### MATERIAL FOR THE TASK
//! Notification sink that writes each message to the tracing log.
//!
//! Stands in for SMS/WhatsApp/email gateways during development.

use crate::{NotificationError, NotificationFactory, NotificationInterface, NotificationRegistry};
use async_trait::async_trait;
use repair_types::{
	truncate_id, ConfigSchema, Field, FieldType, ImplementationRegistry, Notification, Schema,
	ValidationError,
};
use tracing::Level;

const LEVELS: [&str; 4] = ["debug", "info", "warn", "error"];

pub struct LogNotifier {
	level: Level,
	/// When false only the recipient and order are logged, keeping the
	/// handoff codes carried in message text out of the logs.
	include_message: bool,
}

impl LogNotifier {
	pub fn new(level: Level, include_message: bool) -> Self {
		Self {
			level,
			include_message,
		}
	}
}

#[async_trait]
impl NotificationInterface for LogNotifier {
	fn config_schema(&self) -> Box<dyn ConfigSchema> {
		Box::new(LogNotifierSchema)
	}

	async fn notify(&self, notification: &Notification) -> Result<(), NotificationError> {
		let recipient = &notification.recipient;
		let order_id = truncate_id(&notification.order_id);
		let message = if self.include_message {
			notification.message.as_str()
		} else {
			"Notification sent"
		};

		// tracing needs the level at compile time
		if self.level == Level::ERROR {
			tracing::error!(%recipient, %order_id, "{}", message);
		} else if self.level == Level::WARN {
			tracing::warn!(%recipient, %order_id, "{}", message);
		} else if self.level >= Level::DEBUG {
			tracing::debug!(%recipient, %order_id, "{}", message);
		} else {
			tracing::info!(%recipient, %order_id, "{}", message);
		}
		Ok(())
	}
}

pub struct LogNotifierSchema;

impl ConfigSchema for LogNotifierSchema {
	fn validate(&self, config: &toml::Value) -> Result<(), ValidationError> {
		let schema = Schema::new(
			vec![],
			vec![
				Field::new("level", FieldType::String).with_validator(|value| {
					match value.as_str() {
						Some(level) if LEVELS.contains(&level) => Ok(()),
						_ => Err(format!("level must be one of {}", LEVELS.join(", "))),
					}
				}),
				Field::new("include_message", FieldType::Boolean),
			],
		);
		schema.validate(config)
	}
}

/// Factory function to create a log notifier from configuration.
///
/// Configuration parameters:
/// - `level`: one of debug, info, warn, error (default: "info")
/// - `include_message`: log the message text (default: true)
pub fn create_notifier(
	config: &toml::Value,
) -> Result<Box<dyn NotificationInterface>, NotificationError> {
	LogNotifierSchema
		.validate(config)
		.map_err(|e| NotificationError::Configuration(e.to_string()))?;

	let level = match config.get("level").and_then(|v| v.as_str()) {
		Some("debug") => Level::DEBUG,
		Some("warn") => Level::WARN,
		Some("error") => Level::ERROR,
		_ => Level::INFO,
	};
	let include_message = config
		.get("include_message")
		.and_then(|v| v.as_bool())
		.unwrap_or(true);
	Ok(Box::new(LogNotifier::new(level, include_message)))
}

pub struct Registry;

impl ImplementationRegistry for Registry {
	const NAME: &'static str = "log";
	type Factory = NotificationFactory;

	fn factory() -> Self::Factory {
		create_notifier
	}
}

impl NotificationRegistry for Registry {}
==
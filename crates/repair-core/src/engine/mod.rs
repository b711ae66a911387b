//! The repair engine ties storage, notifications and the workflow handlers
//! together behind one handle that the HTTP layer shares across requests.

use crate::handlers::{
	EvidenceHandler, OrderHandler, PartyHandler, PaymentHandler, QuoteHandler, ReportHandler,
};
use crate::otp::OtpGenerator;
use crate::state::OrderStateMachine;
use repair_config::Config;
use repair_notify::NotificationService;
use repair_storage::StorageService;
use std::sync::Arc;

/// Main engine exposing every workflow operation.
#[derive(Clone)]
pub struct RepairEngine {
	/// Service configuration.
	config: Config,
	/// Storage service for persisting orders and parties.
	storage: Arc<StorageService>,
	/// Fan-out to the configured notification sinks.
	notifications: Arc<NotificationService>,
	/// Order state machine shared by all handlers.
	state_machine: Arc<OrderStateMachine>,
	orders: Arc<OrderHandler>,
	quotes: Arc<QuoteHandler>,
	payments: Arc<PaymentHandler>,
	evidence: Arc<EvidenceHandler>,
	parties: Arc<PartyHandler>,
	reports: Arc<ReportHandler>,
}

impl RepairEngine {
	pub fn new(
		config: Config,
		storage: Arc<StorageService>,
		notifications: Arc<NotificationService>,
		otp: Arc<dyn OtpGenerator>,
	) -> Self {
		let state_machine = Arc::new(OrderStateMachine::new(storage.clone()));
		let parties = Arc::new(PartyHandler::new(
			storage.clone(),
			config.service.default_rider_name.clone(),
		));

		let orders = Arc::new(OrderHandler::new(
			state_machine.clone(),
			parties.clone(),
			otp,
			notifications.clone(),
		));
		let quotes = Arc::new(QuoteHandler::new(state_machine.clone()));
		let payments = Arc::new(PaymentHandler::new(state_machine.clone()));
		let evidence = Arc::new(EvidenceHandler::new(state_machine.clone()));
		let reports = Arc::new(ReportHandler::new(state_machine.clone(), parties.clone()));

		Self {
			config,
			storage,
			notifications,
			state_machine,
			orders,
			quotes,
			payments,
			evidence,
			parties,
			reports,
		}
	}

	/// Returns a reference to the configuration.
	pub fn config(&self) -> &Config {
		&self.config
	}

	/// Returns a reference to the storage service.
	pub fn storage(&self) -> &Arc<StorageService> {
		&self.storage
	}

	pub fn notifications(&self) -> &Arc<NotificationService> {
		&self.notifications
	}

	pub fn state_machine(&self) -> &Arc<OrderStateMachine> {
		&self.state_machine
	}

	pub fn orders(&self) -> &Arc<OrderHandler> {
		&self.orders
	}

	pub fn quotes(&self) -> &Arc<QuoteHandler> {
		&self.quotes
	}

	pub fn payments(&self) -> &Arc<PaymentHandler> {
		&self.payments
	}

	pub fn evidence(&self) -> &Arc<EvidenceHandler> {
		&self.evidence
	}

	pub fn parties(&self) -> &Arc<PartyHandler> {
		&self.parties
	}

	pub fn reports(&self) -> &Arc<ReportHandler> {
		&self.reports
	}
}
==
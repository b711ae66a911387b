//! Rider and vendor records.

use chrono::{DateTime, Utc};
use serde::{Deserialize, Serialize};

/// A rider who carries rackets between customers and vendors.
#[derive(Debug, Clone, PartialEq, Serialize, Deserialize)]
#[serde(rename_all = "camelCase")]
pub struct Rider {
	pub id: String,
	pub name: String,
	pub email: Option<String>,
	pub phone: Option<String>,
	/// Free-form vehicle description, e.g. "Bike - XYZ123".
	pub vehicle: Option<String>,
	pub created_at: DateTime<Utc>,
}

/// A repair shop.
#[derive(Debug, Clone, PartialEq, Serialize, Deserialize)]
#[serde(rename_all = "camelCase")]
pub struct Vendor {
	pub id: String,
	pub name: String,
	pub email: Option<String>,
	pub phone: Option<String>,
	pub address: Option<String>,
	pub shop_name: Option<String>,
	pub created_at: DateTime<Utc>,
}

### TASK OBJECTIVE
Scan the material above for lines that contain the string "Field", and copy each such line.

### SOLUTION FOR THIS PROBLEM
	truncate_id, ConfigSchema, Field, FieldType, ImplementationRegistry, Notification, Schema,
				Field::new("level", FieldType::String).with_validator(|value| {
				Field::new("include_message", FieldType::Boolean),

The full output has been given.